UCSD: Researchers at the University of California, San Diego School of
Medicine have launched a clinical trial to investigate the safety and
efficacy of an unprecedented drug therapy for autism. The phase 1 clinical trial, which is recruiting 20 qualifying
participants, will evaluate suramin – a century-old drug still used for
African sleeping sickness – as a novel treatment for children with a
diagnosis of Autism Spectrum Disorder (ASD). Previous published research
by Robert K. Naviaux, MD, PhD, professor of medicine, pediatrics and
pathology at UC San Diego School of Medicine, and colleagues reported
that a single injection of suramin reversed symptoms of ASD in mouse
models.
This trial is the first to test suramin in children with ASD.
“Autism affects 1 to 2 percent of children in the United States,”
said Naviaux, co-director of the Mitochondrial and Metabolic Disease
Center at UC San Diego. “Hundreds of genetic and environmental factors
have been shown to increase the risk of ASD, but treatment options for
the core symptoms are limited. To date, there are no medications that
can cure ASD, and very few that can improve its core symptoms.”

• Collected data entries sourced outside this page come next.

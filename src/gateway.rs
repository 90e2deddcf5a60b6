//! Persistence seam consumed by the engine and the stats engine.
//!
//! Implementations may block on I/O; every query is therefore async and
//! callers await it before relying on the result.

use async_trait::async_trait;
use chrono::NaiveDate;

use crate::error::PersistenceError;
use crate::models::{EngagementState, NewReview, ReviewRecord, StudyUnit, Topic};

pub type GatewayResult<T> = std::result::Result<T, PersistenceError>;

#[async_trait]
pub trait PersistenceGateway: Send + Sync {
    /// Completed reviews of one topic, oldest completion first.
    async fn completed_reviews(&self, topic_id: i64) -> GatewayResult<Vec<ReviewRecord>>;

    /// Every completed review, oldest completion first.
    async fn all_completed_reviews(&self) -> GatewayResult<Vec<ReviewRecord>>;

    async fn completed_count_on(&self, date: NaiveDate) -> GatewayResult<u32>;

    async fn active_study_units(&self) -> GatewayResult<Vec<StudyUnit>>;

    async fn study_unit(&self, id: i64) -> GatewayResult<Option<StudyUnit>>;

    async fn topic(&self, id: i64) -> GatewayResult<Option<Topic>>;

    /// Active topics of a study unit.
    async fn topics_for_unit(&self, study_unit_id: i64) -> GatewayResult<Vec<Topic>>;

    async fn review(&self, id: i64) -> GatewayResult<Option<ReviewRecord>>;

    /// Pending reviews scheduled on or before `date`, for active topics only.
    async fn pending_reviews_due(&self, date: NaiveDate) -> GatewayResult<Vec<ReviewRecord>>;

    /// All pending reviews of one topic, earliest scheduled first.
    async fn pending_reviews_for_topic(&self, topic_id: i64) -> GatewayResult<Vec<ReviewRecord>>;

    async fn engagement_state(&self) -> GatewayResult<EngagementState>;

    /// The engagement aggregate and an opaque revision that changes on
    /// every write, from any process sharing the store.
    async fn engagement_with_revision(&self) -> GatewayResult<(EngagementState, u64)>;

    /// Unconditional overwrite.
    async fn set_engagement_state(&self, state: &EngagementState) -> GatewayResult<()>;

    /// Compare-and-swap: write `state` only if the stored revision still
    /// equals `expected_revision`. Returns false when another writer won.
    async fn replace_engagement_state(
        &self,
        state: &EngagementState,
        expected_revision: u64,
    ) -> GatewayResult<bool>;

    async fn append_review(&self, review: &NewReview) -> GatewayResult<i64>;

    async fn mark_review_completed(
        &self,
        id: i64,
        grade: f64,
        completed_date: NaiveDate,
    ) -> GatewayResult<()>;

    /// Complete `id` and append `next` as one unit of work.
    ///
    /// The default runs the two steps back to back; stores with transactions
    /// should override it so neither write can land without the other.
    async fn complete_and_reschedule(
        &self,
        id: i64,
        grade: f64,
        completed_date: NaiveDate,
        next: &NewReview,
    ) -> GatewayResult<i64> {
        self.mark_review_completed(id, grade, completed_date).await?;
        self.append_review(next).await
    }
}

To participate in the study, a child must be a boy between the ages
of 4 - 17 years and have been diagnosed with ASD by a psychologist or
physician. He must be a resident of San Diego County and cannot have a
known genetic cause of mutation (such as Fragile X syndrome) or be
taking any prescription medications. He cannot have been hospitalized
within the last two months or be planning to begin any new medical
treatments during the time of the study. The study will involve 10 to 12
clinical visits over three to four months for each child.
All testing and treatment will occur in San Diego County.
Participants who complete the trial will be compensated for their time.
In the trial, suramin will be given as a single dose through an
intravenous line. Half of the participating children will receive
suramin; half will receive a placebo (saline infusion). Behavioral and
medical tests will be conducted before and after treatment, and include
some blood and urine analyses.
The trial is the first clinical investigation of a novel theory,
advanced by Naviaux, that posits autism may be a consequence of abnormal
cell communication resulting from abnormal activation of the cell
danger response.
Cells threatened or damaged by microbes, such as viruses or bacteria,
or by physical forces or by chemicals, such as pollutants, react
defensively, a part of the normal immune response, Naviaux said. Their
membranes stiffen. Internal metabolic processes are altered – most
notably mitochondria, the cells’ critical “power plants” – resulting in
activation of the cell danger response and reduced communications
between cells.
Naviaux said the cell danger response theory does not contradict
other research regarding the causes of autism. Rather, it offers another
perspective and, perhaps, a new therapeutic target.
Because suramin treatment for autism is unprecedented, Naviaux
emphasized it is not known whether the drug will produce any beneficial
effect in humans. He noted that suramin, as currently constituted,
cannot be used for more than a few months without a risk of toxicity in
humans and that it is not available as an ongoing treatment.
“So even if participants show benefit during the trial, it will not
be possible to continue treatment after the study,” said Naviaux.
“However, if the study is successful, they may be eligible for the next
suramin study.”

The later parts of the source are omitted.